Martiniano tiene que pensar aprisa antes de contestar:
—Me parece muy original.
Crucita mira a sus hermanos desafiante: —¿Se lo dije?
Si papá lo aprueba, señal que no está mal.
Al día siguiente, Crucita esperaba la tarde para terminar
su cochinito. Por las mañanas, desde hacía tiempo, estaba
ensayando a caminar. Era un secreto, ni siquiera Toño
lo sabía. Había encontrado en las excursiones que hacía en
su silla de ruedas un lugar ideal para aprender nuevamente
a caminar. Era una vereda solitaria sembrada a ambos lados
de eucaliptos; éstos hacen las veces de barrotes para
apoyarse en ellos y le sirven de metas, además. Ya puede
caminar un trecho largo, no a la perfección, claro, pero es
un adelanto prodigioso; esto la tiene fascinada, pensando
que será una sorpresa que le dará a su familia en Navidad.

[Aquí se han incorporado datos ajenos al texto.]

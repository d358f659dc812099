use std::sync::Arc;

use reqwest::Client;

use crate::cache::PreviewCache;
use crate::config::Config;
use crate::enrich::ImageEnricher;
use crate::extract::Extractor;
use crate::fetch::PageFetcher;

/// Shared application state passed to all handlers.
/// The cache is the only piece mutated across requests.
#[derive(Clone)]
pub struct AppState {
    pub cache: PreviewCache,
    pub fetcher: PageFetcher,
    pub extractor: Arc<Extractor>,
    pub enricher: ImageEnricher,
    /// Client used by the proxy endpoint.
    pub http_client: Client,
}

impl AppState {
    pub fn new(config: &Config) -> Result<Self, reqwest::Error> {
        Ok(AppState {
            cache: PreviewCache::new(config.cache_ttl),
            fetcher: PageFetcher::new(config.fetch.clone())?,
            extractor: Arc::new(Extractor::default()),
            enricher: ImageEnricher::new(config.enrich_timeout)?,
            http_client: Client::builder()
                .connect_timeout(config.fetch.timeout)
                .user_agent(config.fetch.user_agent.as_str())
                .build()?,
        })
    }
}
use serde::Deserialize;

use crate::error::{AppError, AppResult};
use crate::validate::is_valid_url;

/// `?url=` query accepted by both the preview and proxy endpoints.
#[derive(Debug, Deserialize)]
pub struct UrlQuery {
    pub url: Option<String>,
}

/// Pull a usable URL out of the query: absent or empty is `MissingParameter`,
/// unparseable is `InvalidUrl`. Runs before any network I/O.
pub fn require_url(query: UrlQuery) -> AppResult<String> {
    let url = query
        .url
        .filter(|u| !u.is_empty())
        .ok_or(AppError::MissingParameter)?;

    if !is_valid_url(&url) {
        return Err(AppError::InvalidUrl);
    }
    Ok(url)
}
// Each integration test file is a separate binary; helpers not used in every
// binary would otherwise trigger dead_code warnings from clippy.
#![allow(dead_code)]

use std::collections::HashMap;
use std::io::Cursor;
use std::sync::{Arc, Mutex};
use std::time::Duration;

use axum::{
    body::Body,
    extract::{Request, State},
    http::{self, header, Method, StatusCode},
    middleware::{self, Next},
    response::{IntoResponse, Redirect, Response},
    routing::get,
    Router,
};
use http_body_util::BodyExt;
use serde_json::Value;
use tower::ServiceExt;

use link_preview_server::{
    config::{Config, FetchSettings},
    routes,
    state::AppState,
};

/// Size of the cover image served by the origin fixture.
pub const COVER_SIZE: usize = 2048;
pub const COVER_WIDTH: u32 = 12;
pub const COVER_HEIGHT: u32 = 7;

// ── App under test ───────────────────────────────────────────────────────────

/// Test configuration: short timeouts and near-zero retry backoff so failure
/// paths stay fast.
pub fn test_config(cache_ttl: Duration) -> Config {
    Config {
        server_host: "127.0.0.1".into(),
        server_port: 0,
        is_production: false,
        cache_ttl,
        cache_sweep_interval: Duration::from_secs(600),
        fetch: FetchSettings {
            timeout: Duration::from_secs(5),
            max_retries: 2,
            retry_backoff: Duration::from_millis(10),
            ..FetchSettings::default()
        },
        enrich_timeout: Duration::from_secs(5),
    }
}

pub fn create_state(config: &Config) -> AppState {
    AppState::new(config).expect("Failed to build test state")
}

/// Build the full application router around `state`.
pub fn create_test_app(state: AppState) -> Router {
    routes::router(state)
}

/// Percent-encode `target` into a `/api/<endpoint>?url=` URI.
pub fn api_uri(endpoint: &str, target: &str) -> String {
    let encoded: String = url::form_urlencoded::byte_serialize(target.as_bytes()).collect();
    format!("/api/{endpoint}?url={encoded}")
}

// ── Request helpers ──────────────────────────────────────────────────────────

pub async fn get_raw(app: Router, uri: &str) -> Response {
    let req = http::Request::builder()
        .method(Method::GET)
        .uri(uri)
        .body(Body::empty())
        .unwrap();
    app.oneshot(req).await.unwrap()
}

pub async fn get_json(app: Router, uri: &str) -> (StatusCode, Value) {
    let response = get_raw(app, uri).await;
    let status = response.status();
    let bytes = response.into_body().collect().await.unwrap().to_bytes();
    let json: Value = serde_json::from_slice(&bytes).unwrap_or(Value::Null);
    (status, json)
}

// ── Origin fixture ───────────────────────────────────────────────────────────

/// Per-path request counter for the origin server.
#[derive(Clone, Default)]
pub struct Hits(Arc<Mutex<HashMap<String, usize>>>);

impl Hits {
    pub fn get(&self, path: &str) -> usize {
        self.0.lock().unwrap().get(path).copied().unwrap_or(0)
    }

    pub fn total(&self) -> usize {
        self.0.lock().unwrap().values().sum()
    }
}

async fn count_hits(State(hits): State<Hits>, req: Request, next: Next) -> Response {
    *hits
        .0
        .lock()
        .unwrap()
        .entry(req.uri().path().to_string())
        .or_default() += 1;
    next.run(req).await
}

/// A tiny BMP padded with trailing bytes to exactly `COVER_SIZE`. BMP headers
/// carry the dimensions up front, so the padding does not affect decoding.
pub fn cover_bytes() -> Vec<u8> {
    let img = image::RgbImage::new(COVER_WIDTH, COVER_HEIGHT);
    let mut buf = Cursor::new(Vec::new());
    img.write_to(&mut buf, image::ImageFormat::Bmp).unwrap();
    let mut bytes = buf.into_inner();
    assert!(bytes.len() <= COVER_SIZE);
    bytes.resize(COVER_SIZE, 0);
    bytes
}

pub const LOGO_SVG: &str = r#"<?xml version="1.0" encoding="UTF-8"?>
<svg xmlns="http://www.w3.org/2000/svg" width="32" height="16"><rect width="32" height="16"/></svg>"#;

pub const PROXY_PAYLOAD: &[u8] = b"\x00\x01binary\xffpayload\x7f";

fn html(body: &'static str) -> Response {
    ([(header::CONTENT_TYPE, "text/html; charset=utf-8")], body).into_response()
}

const ARTICLE: &str = r#"<!doctype html>
<html lang="fr">
<head>
  <title>Fallback title</title>
  <meta property="og:title" content="An Article"/>
  <meta property="og:description" content="About things"/>
  <meta property="og:image" content="/cover.bmp"/>
  <meta property="og:site_name" content="Origin Times"/>
  <link rel="icon" href="/favicon.ico"/>
</head>
<body><h1>An Article</h1></body>
</html>"#;

const PLAIN: &str = r#"<html><head><title>Plain</title></head><body></body></html>"#;

const BROKEN_IMAGE: &str = r#"<html><head>
  <meta property="og:image" content="/missing.png"/>
</head></html>"#;

const VECTOR_LOGO: &str = r#"<html><head>
  <title>Vector</title>
  <link rel="icon" href="/logo.svg"/>
</head></html>"#;

const CANONICAL: &str = r#"<html><head>
  <link rel="canonical" href="https://canonical.example/story"/>
</head></html>"#;

/// Spawn the origin server on an ephemeral port; returns its base URL.
pub async fn spawn_origin() -> (String, Hits) {
    let hits = Hits::default();

    let router = Router::new()
        .route("/article", get(|| async { html(ARTICLE) }))
        .route("/plain", get(|| async { html(PLAIN) }))
        .route("/broken-image", get(|| async { html(BROKEN_IMAGE) }))
        .route("/canonical", get(|| async { html(CANONICAL) }))
        .route("/vector-logo", get(|| async { html(VECTOR_LOGO) }))
        .route("/moved", get(|| async { Redirect::temporary("/plain") }))
        .route(
            "/slow",
            get(|| async {
                tokio::time::sleep(Duration::from_secs(3)).await;
                html(PLAIN)
            }),
        )
        .route(
            "/flaky",
            get(|| async { (StatusCode::SERVICE_UNAVAILABLE, "try later") }),
        )
        .route(
            "/cover.bmp",
            get(|| async { ([(header::CONTENT_TYPE, "image/bmp")], cover_bytes()) }),
        )
        .route(
            "/logo.svg",
            get(|| async { ([(header::CONTENT_TYPE, "image/svg+xml")], LOGO_SVG) }),
        )
        .route(
            "/untyped.bmp",
            get(|| async { Response::new(Body::from(cover_bytes())) }),
        )
        .route(
            "/favicon.ico",
            get(|| async { (StatusCode::NOT_FOUND, "no icon") }),
        )
        .route(
            "/file.bin",
            get(|| async {
                (
                    [(header::CONTENT_TYPE, "application/x-test-binary")],
                    PROXY_PAYLOAD,
                )
            }),
        )
        .layer(middleware::from_fn_with_state(hits.clone(), count_hits));

    let listener = tokio::net::TcpListener::bind("127.0.0.1:0").await.unwrap();
    let addr = listener.local_addr().unwrap();
    tokio::spawn(async move {
        axum::serve(listener, router).await.unwrap();
    });

    (format!("http://{addr}"), hits)
}
mod preview;

pub use preview::{AssetDetails, EnrichedAsset, PreviewResponse};
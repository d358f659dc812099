//! YouTube pages: fixed publisher, channel author and a thumbnail derived
//! from the video id when the page itself offers no image.

use once_cell::sync::Lazy;
use regex::Regex;
use url::Url;

use super::rules::{attr, itemprop};
use super::{Bundle, Context, Field};

static VIDEO_ID: Lazy<Regex> = Lazy::new(|| {
    Regex::new(r"(?:youtube\.com/(?:watch\?(?:.*&)?v=|embed/|shorts/|v/|live/)|youtu\.be/)([A-Za-z0-9_-]{11})")
        .expect("video id pattern is valid")
});

pub fn is_youtube(url: &Url) -> bool {
    match url.host_str() {
        Some(host) => {
            host == "youtu.be" || host == "youtube.com" || host.ends_with(".youtube.com")
        }
        None => false,
    }
}

pub fn video_id(url: &str) -> Option<String> {
    VIDEO_ID
        .captures(url)
        .and_then(|caps| caps.get(1))
        .map(|m| m.as_str().to_string())
}

pub fn bundle() -> Bundle {
    Bundle::new()
        .only_for(is_youtube)
        .rule(
            Field::Author,
            itemprop(r#"[itemprop="author"] link[itemprop="name"]"#),
        )
        .rule(Field::Author, attr(r#"link[itemprop="name"]"#, "content"))
        .rule(
            Field::Publisher,
            Box::new(|_: &Context<'_>| Some("YouTube".to_string())),
        )
        .rule(
            Field::Image,
            Box::new(|ctx: &Context<'_>| {
                video_id(ctx.url.as_str())
                    .map(|id| format!("https://i.ytimg.com/vi/{id}/hqdefault.jpg"))
            }),
        )
}
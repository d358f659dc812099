use axum::{
    extract::rejection::QueryRejection,
    http::StatusCode,
    response::{IntoResponse, Response},
    Json,
};
use serde_json::json;
use thiserror::Error;

use crate::fetch::FetchError;

#[derive(Error, Debug)]
pub enum AppError {
    #[error("missing URL")]
    MissingParameter,

    #[error("invalid URL")]
    InvalidUrl,

    #[error("metadata retrieval failed: {0}")]
    Fetch(String),

    #[error("file retrieval failed: {0}")]
    Proxy(String),

    #[error("internal server error")]
    Internal,
}

impl From<FetchError> for AppError {
    fn from(e: FetchError) -> Self {
        AppError::Fetch(e.to_string())
    }
}

/// A query string that cannot be decoded (say, `url` given twice) carries no
/// usable URL.
impl From<QueryRejection> for AppError {
    fn from(e: QueryRejection) -> Self {
        tracing::debug!(error = %e, "Rejected query string");
        AppError::InvalidUrl
    }
}

impl IntoResponse for AppError {
    fn into_response(self) -> Response {
        let (status, body) = match self {
            AppError::MissingParameter => {
                (StatusCode::BAD_REQUEST, json!({ "error": "missing URL" }))
            }
            AppError::InvalidUrl => (StatusCode::BAD_REQUEST, json!({ "error": "invalid URL" })),
            AppError::Fetch(details) => {
                tracing::error!(%details, "Metadata retrieval failed");
                (
                    StatusCode::INTERNAL_SERVER_ERROR,
                    json!({ "error": "metadata retrieval failed", "details": details }),
                )
            }
            AppError::Proxy(details) => {
                tracing::error!(%details, "Proxy retrieval failed");
                (
                    StatusCode::INTERNAL_SERVER_ERROR,
                    json!({ "error": "file retrieval failed" }),
                )
            }
            AppError::Internal => {
                tracing::error!("Internal server error");
                (
                    StatusCode::INTERNAL_SERVER_ERROR,
                    json!({ "error": "internal server error" }),
                )
            }
        };

        (status, Json(body)).into_response()
    }
}

pub type AppResult<T> = Result<T, AppError>;
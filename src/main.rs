use axum::routing::get;
use axum_prometheus::PrometheusMetricLayer;
use tracing::info;
use tracing_subscriber::EnvFilter;

use link_preview_server::config::Config;
use link_preview_server::routes;
use link_preview_server::state::AppState;

#[tokio::main]
async fn main() {
    let config = Config::from_env();

    // Initialize tracing: JSON in production, human-readable in dev.
    let filter = EnvFilter::try_from_default_env()
        .unwrap_or_else(|_| EnvFilter::new("link_preview_server=info,tower_http=info"));

    if config.is_production {
        tracing_subscriber::fmt()
            .json()
            .with_env_filter(filter)
            .init();
    } else {
        tracing_subscriber::fmt().with_env_filter(filter).init();
    }

    info!("🚀 Link preview server starting...");
    info!(
        cache_ttl = ?config.cache_ttl,
        fetch_timeout = ?config.fetch.timeout,
        max_retries = config.fetch.max_retries,
        "📝 Configuration loaded"
    );

    let state = AppState::new(&config).expect("Failed to build HTTP clients");
    state.cache.spawn_sweeper(config.cache_sweep_interval);

    // Prometheus metrics layer
    let (prometheus_layer, metric_handle) = PrometheusMetricLayer::pair();

    let app = routes::router(state)
        .route(
            "/metrics",
            get(move || async move { metric_handle.render() }),
        )
        .layer(prometheus_layer);

    let addr = config.server_addr();
    info!("🎧 Server listening on http://{}", addr);

    let listener = tokio::net::TcpListener::bind(&addr)
        .await
        .expect("Failed to bind to address");

    axum::serve(listener, app)
        .await
        .expect("Server failed to start");
}
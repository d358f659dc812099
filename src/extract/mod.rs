//! Metadata extraction from page markup.
//!
//! Extraction runs an ordered [`RuleSet`]: a list of bundles, each holding
//! per-field rules. For a given field the rules of every applicable bundle are
//! tried in order and the first non-empty value wins, so bundles appended later
//! fill in whatever the earlier ones could not find.

pub mod overrides;
pub mod rules;
pub mod youtube;

use scraper::Html;
use serde::{Deserialize, Serialize};
use url::Url;

/// The fields a rule can produce.
#[derive(Debug, Clone, Copy, PartialEq, Eq)]
pub enum Field {
    Title,
    Description,
    Image,
    Logo,
    Lang,
    Publisher,
    Author,
    Date,
    Url,
}

/// What a rule gets to look at: the parsed document and the page URL
/// (post-redirect).
pub struct Context<'a> {
    pub document: &'a Html,
    pub url: &'a Url,
}

pub type Rule = Box<dyn Fn(&Context<'_>) -> Option<String> + Send + Sync>;

/// A group of rules, optionally gated on the page URL.
pub struct Bundle {
    test: Option<fn(&Url) -> bool>,
    rules: Vec<(Field, Rule)>,
}

impl Bundle {
    pub fn new() -> Self {
        Bundle {
            test: None,
            rules: Vec::new(),
        }
    }

    /// Only apply this bundle to pages whose URL passes `test`.
    pub fn only_for(mut self, test: fn(&Url) -> bool) -> Self {
        self.test = Some(test);
        self
    }

    pub fn rule(mut self, field: Field, rule: Rule) -> Self {
        self.rules.push((field, rule));
        self
    }

    fn applies_to(&self, url: &Url) -> bool {
        self.test.map_or(true, |test| test(url))
    }
}

impl Default for Bundle {
    fn default() -> Self {
        Bundle::new()
    }
}

#[derive(Default)]
pub struct RuleSet {
    bundles: Vec<Bundle>,
}

impl RuleSet {
    pub fn new() -> Self {
        RuleSet::default()
    }

    pub fn with(mut self, bundle: Bundle) -> Self {
        self.bundles.push(bundle);
        self
    }

    fn value_for(&self, field: Field, ctx: &Context<'_>) -> Option<String> {
        self.bundles
            .iter()
            .filter(|b| b.applies_to(ctx.url))
            .flat_map(|b| b.rules.iter())
            .filter(|(f, _)| *f == field)
            .find_map(|(_, rule)| rule(ctx).filter(|v| !v.is_empty()))
    }
}

/// Raw extraction output. Any field may be absent.
#[derive(Debug, Clone, Default, PartialEq, Eq, Serialize, Deserialize)]
pub struct ExtractedMetadata {
    pub title: Option<String>,
    pub description: Option<String>,
    pub image: Option<String>,
    pub logo: Option<String>,
    pub lang: Option<String>,
    pub publisher: Option<String>,
    pub author: Option<String>,
    pub date: Option<String>,
    pub url: Option<String>,
}

pub struct Extractor {
    rules: RuleSet,
}

impl Extractor {
    pub fn new(rules: RuleSet) -> Self {
        Extractor { rules }
    }

    /// Parse `html` served from `page_url` and run every field through the
    /// rule set. Never fails; an unparseable `page_url` yields empty metadata.
    pub fn extract(&self, html: &str, page_url: &str) -> ExtractedMetadata {
        let Ok(url) = Url::parse(page_url) else {
            tracing::warn!(%page_url, "Skipping extraction for unparseable page URL");
            return ExtractedMetadata::default();
        };
        let document = Html::parse_document(html);
        let ctx = Context {
            document: &document,
            url: &url,
        };
        let get = |field| self.rules.value_for(field, &ctx);

        ExtractedMetadata {
            title: get(Field::Title),
            description: get(Field::Description),
            image: get(Field::Image),
            logo: get(Field::Logo),
            lang: get(Field::Lang),
            publisher: get(Field::Publisher),
            author: get(Field::Author),
            date: get(Field::Date),
            url: get(Field::Url),
        }
    }
}

impl Default for Extractor {
    /// Base rules, then YouTube, then this service's overrides (language and
    /// favicon logo fallback).
    fn default() -> Self {
        let mut rules = RuleSet::new();
        for bundle in rules::base_bundles() {
            rules = rules.with(bundle);
        }
        Extractor::new(
            rules
                .with(youtube::bundle())
                .with(overrides::bundle()),
        )
    }
}
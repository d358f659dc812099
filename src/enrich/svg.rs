//! SVG dimensions from the root `<svg>` element.

use scraper::{Html, Selector};

/// `width`/`height` of the root `<svg>`, in pixels. A missing side is derived
/// from the `viewBox` aspect ratio; with neither attribute the `viewBox`
/// size itself is used. `None` when the payload is not SVG or has no usable
/// size.
pub(super) fn dimensions(bytes: &[u8]) -> Option<(u32, u32)> {
    let text = std::str::from_utf8(bytes).ok()?;
    if !text.contains("<svg") {
        return None;
    }

    let document = Html::parse_document(text);
    let selector = Selector::parse("svg").ok()?;
    let root = document.select(&selector).next()?.value();

    let width = root.attr("width").and_then(length);
    let height = root.attr("height").and_then(length);
    // The HTML parser restores SVG attribute case, but accept either spelling.
    let view_box = root
        .attr("viewBox")
        .or_else(|| root.attr("viewbox"))
        .and_then(view_box_size);

    let (width, height) = match (width, height, view_box) {
        (Some(w), Some(h), _) => (w, h),
        (Some(w), None, Some((vw, vh))) => (w, w * vh / vw),
        (None, Some(h), Some((vw, vh))) => (h * vw / vh, h),
        (None, None, Some(size)) => size,
        _ => return None,
    };
    Some((width.round() as u32, height.round() as u32))
}

/// A plain or `px` length. Percentages and font-relative units have no
/// intrinsic pixel size.
fn length(value: &str) -> Option<f64> {
    let value = value.trim();
    let number = value.strip_suffix("px").unwrap_or(value).trim();
    positive(number.parse().ok()?)
}

/// Width and height from `min-x min-y width height`.
fn view_box_size(value: &str) -> Option<(f64, f64)> {
    let parts: Vec<f64> = value
        .split(|c: char| c.is_whitespace() || c == ',')
        .filter(|p| !p.is_empty())
        .map(str::parse)
        .collect::<Result<_, _>>()
        .ok()?;
    match parts[..] {
        [_, _, w, h] => Some((positive(w)?, positive(h)?)),
        _ => None,
    }
}

fn positive(n: f64) -> Option<f64> {
    (n.is_finite() && n > 0.0).then_some(n)
}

La tarde llega al fin. Crucita con cariño va en busca
del cochinito y con maestría empieza a decorarlo. Le pinta
el fondo blanco; su trompa, lo mismo que sus orejas gachas,
las pinta coloradas, y en la frente dos rayas negras
que le dan una expresión de preocupado; sus ojitos, dos
puntos negros y brillantes; su pancita la adorna con una
flor roja y hojas doradas.
Para su gusto quedó divino su puerquito y persignándolo
lo mete al homo.
Al verlo salir ya bien cocido, Crucita lo contempla y
exclama complacida:
—De verdad he logrado una obra maestra.